Problem to solve: Only a number is expected: how many lines in the entries that follow contain the word "Regex"?
*** Data for review ***
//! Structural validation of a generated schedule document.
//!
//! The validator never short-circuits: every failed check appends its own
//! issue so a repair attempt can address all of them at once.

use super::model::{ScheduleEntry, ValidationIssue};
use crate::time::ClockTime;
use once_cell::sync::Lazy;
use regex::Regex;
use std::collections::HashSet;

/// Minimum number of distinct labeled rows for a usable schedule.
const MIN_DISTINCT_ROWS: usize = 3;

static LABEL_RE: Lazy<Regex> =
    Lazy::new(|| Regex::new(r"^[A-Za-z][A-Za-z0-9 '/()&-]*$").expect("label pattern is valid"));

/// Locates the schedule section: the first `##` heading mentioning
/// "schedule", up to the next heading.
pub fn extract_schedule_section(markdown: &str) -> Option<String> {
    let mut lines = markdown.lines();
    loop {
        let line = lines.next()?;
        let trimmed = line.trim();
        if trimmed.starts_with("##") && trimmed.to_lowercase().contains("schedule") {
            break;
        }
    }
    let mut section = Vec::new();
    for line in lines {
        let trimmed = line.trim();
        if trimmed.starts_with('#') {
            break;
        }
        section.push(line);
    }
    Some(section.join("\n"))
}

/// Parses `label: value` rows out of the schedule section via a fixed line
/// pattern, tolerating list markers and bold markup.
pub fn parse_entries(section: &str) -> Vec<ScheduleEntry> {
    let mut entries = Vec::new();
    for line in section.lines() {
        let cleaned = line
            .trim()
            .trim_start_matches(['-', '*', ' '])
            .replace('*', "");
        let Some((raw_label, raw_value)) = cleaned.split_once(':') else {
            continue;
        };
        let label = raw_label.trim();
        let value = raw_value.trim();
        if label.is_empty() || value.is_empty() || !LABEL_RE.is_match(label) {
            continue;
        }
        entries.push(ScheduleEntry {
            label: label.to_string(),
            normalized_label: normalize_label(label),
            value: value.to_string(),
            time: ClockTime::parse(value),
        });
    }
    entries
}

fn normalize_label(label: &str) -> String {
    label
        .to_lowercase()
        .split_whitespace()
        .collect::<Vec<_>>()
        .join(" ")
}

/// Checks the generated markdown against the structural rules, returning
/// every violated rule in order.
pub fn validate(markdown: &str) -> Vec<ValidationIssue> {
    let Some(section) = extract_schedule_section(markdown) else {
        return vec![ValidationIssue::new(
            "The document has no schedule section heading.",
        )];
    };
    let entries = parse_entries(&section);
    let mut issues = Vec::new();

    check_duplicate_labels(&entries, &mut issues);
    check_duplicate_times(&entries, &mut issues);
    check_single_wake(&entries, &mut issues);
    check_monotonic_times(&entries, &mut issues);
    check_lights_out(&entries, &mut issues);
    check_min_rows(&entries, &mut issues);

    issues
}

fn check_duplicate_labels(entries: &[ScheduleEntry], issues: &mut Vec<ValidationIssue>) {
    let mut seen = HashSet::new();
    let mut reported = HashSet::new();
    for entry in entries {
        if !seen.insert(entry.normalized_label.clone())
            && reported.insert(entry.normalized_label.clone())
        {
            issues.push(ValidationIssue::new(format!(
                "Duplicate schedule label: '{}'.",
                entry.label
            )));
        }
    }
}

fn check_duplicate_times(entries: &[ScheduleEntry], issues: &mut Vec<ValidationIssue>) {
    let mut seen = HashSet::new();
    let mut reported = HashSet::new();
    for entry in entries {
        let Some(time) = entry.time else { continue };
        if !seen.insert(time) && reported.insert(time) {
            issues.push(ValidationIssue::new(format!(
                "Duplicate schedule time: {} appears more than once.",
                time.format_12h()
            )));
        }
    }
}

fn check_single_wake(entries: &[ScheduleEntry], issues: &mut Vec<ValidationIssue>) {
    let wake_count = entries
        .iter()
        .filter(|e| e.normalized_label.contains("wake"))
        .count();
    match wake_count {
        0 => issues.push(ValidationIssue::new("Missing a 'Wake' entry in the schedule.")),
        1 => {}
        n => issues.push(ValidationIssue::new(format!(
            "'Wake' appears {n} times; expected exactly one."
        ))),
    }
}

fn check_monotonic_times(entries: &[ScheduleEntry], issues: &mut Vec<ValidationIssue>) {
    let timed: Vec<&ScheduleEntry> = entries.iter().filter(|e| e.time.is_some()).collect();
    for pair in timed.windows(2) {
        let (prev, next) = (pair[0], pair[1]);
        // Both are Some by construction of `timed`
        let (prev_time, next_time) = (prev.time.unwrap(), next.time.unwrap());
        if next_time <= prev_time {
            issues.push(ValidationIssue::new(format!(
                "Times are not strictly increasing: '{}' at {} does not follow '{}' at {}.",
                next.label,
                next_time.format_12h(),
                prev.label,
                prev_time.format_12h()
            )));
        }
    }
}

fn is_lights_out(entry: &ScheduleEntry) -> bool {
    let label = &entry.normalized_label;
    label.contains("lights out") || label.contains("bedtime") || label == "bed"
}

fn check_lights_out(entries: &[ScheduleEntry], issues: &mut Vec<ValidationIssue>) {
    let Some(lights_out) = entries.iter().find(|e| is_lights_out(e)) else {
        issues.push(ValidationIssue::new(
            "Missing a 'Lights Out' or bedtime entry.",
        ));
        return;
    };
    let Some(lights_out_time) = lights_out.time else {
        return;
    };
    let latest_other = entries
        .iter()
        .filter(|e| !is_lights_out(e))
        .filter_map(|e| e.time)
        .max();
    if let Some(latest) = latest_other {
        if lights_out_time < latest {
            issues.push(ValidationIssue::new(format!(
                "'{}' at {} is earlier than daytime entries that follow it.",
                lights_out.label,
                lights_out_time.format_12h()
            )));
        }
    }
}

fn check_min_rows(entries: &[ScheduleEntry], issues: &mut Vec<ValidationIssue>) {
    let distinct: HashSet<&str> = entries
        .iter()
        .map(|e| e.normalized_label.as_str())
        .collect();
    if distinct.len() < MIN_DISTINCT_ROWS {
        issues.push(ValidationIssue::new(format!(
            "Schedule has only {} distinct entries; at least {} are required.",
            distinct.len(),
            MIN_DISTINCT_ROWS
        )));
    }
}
*** End of Data for review ***
Output of the exercise: 3